One way to specify which browser to use for a test is to have a central configuration file. In C# this would be using the app.config that has a collection for each browser and doing

Config

<Firefox>
 <addKey browserVersion='3.5.6' OS='WindowsXP'>
</Firefox>

Central Config Class looking inside 1 element

 public class BoothElement : ConfigurationElement
    {
        [ConfigurationProperty("browserVersion", DefaultValue = "", IsKey = true, IsRequired = true)]
        public string browserVersion
        {
            get
            {
                return ((string)(base["browserVersion"]));
            }
            set
            {
                base["browserVersion"] = value;

            }
        }

Tests

selenium = new DefaultSelenium(HubPort, HubPort, browserVersion, SUTServer);
selenium.Open("/test.htm");
//Rest of the test

In python you could create an Array in a module that you include on all your tests

include.py

hubServer = 'hub'
hubPort = 5555
sut = 'http://serverUnderTest'
firefox = [hubServer,hubPort,"\*chrome",sut]
iexplore = [hubServer,hubPort,"\*iehta",sut]

test.py

sel = selenium(firefox)
sel.open("/test.html")
#rest of the test

When using Selenium Grid try thinking of it more as a test infrastructure help framework and hopefully that will help you a little more.

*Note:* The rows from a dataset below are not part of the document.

//! Parcel lifecycle service.
//!
//! # Responsibility
//! - Provide tracker-level use cases (register, advance, re-address, cancel).
//! - Delegate persistence to repository implementations.
//!
//! # Invariants
//! - Status only moves forward one step at a time through this service.
//! - Only `registered` parcels can be deleted through this service.
//! - Service layer remains storage-agnostic.

use crate::model::parcel::{ClientId, Parcel, ParcelNumber, ParcelStatus};
use crate::repo::parcel_repo::{ParcelRepository, RepoError, RepoResult};
use log::{info, warn};

/// Use-case service wrapper for parcel tracking.
pub struct ParcelService<R: ParcelRepository> {
    repo: R,
}

impl<R: ParcelRepository> ParcelService<R> {
    /// Creates a service using the provided repository implementation.
    pub fn new(repo: R) -> Self {
        Self { repo }
    }

    /// Registers a new parcel for `client` stamped with the current time.
    ///
    /// # Contract
    /// - Status starts as `registered`.
    /// - Returns the stored parcel with its assigned number.
    pub fn register(&self, client: ClientId, address: impl Into<String>) -> RepoResult<Parcel> {
        let mut parcel = Parcel::new(client, address);
        let number = self.repo.add(&parcel)?;
        parcel.number = Some(number);

        info!("event=parcel_register module=service status=ok number={number} client={client}");
        Ok(parcel)
    }

    /// Gets one parcel by number.
    pub fn parcel(&self, number: ParcelNumber) -> RepoResult<Parcel> {
        self.repo.get(number)
    }

    /// Lists every parcel owned by `client`.
    pub fn client_parcels(&self, client: ClientId) -> RepoResult<Vec<Parcel>> {
        self.repo.get_by_client(client)
    }

    /// Moves a parcel one step forward in its lifecycle.
    ///
    /// Returns the new status, or `FinalStatus` for delivered parcels.
    pub fn next_status(&self, number: ParcelNumber) -> RepoResult<ParcelStatus> {
        let current = self.repo.get(number)?.status;
        let Some(next) = current.next() else {
            warn!("event=parcel_next_status module=service status=rejected number={number} from={current}");
            return Err(RepoError::FinalStatus(number));
        };

        self.repo.set_status(number, next)?;
        info!(
            "event=parcel_next_status module=service status=ok number={number} from={current} to={next}"
        );
        Ok(next)
    }

    /// Changes the delivery address of a `registered` parcel.
    pub fn change_address(&self, number: ParcelNumber, address: &str) -> RepoResult<()> {
        self.repo.set_address(number, address)?;
        info!("event=parcel_change_address module=service status=ok number={number}");
        Ok(())
    }

    /// Deletes a parcel that has not left the tracker yet.
    pub fn delete(&self, number: ParcelNumber) -> RepoResult<()> {
        let status = self.repo.get(number)?.status;
        if status != ParcelStatus::Registered {
            warn!("event=parcel_delete module=service status=rejected number={number} parcel_status={status}");
            return Err(RepoError::DeleteLocked { number, status });
        }

        self.repo.delete(number)?;
        info!("event=parcel_delete module=service status=ok number={number}");
        Ok(())
    }
}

Second, I'd like to run portable versions of those browsers. I've only seen that specified in the tests, and not in the RC's command line to run them. That is the way to do it, per test?

I have never tried to get Selenium to work on mobile browsers and don't think it would work to well, however with Selenium 2 which is currently in alpha there is android support for testing apps.

EDIT FROM COMMENT

   - name:    "Firefox on OS X"
     browser: "*firefox"
   - name:    "Firefox on Linux"
     browser: "*firefox"
   - name:    "IE on Windows"
     browser: "*iehta"
   - name:    "Safari on OS X"
     browser: "*safari"

So say we have the above setup, according to the YAML file we have a number of different *firefox instances. So to call those different ones in our tests our browser setup command would look like

selenium.Start(hubHost, hubPort, "Firefox on Linux", "http://serverUnderTest"); or selenium.Start(hubHost, hubPort, "Firefox on OS X", "http://serverUnderTest");

The hub will translate that into *firefox for you. I prefer having very granular names for my environment instead of the usual *firefox so that if there is a failure its easier to spot where it was and on which specific browser.

AutomatedTester
+1 for using different machines to deal with the IE versions. Save yourself the trouble and avoid that headache.Consider using cheap thin-clients or off-lease machines to keep the costs down.
Peter Bernier
AutomatesTester, first of all thank you very much for your reply.I get now the point in grid_configuration.yml. One thing that's not clear at all for me is the browser line. Does it contains the command line to execute the browser? My point is, if two environments share the same browser (browser: "*firefox") how would i know wich version of ff is?
Nick
answered the question in your comment at the end of my original answer.
AutomatedTester
+1  A: 

Virtual machines can be very handy for setting up "inexpensive" mules in the Selenium Grid farm.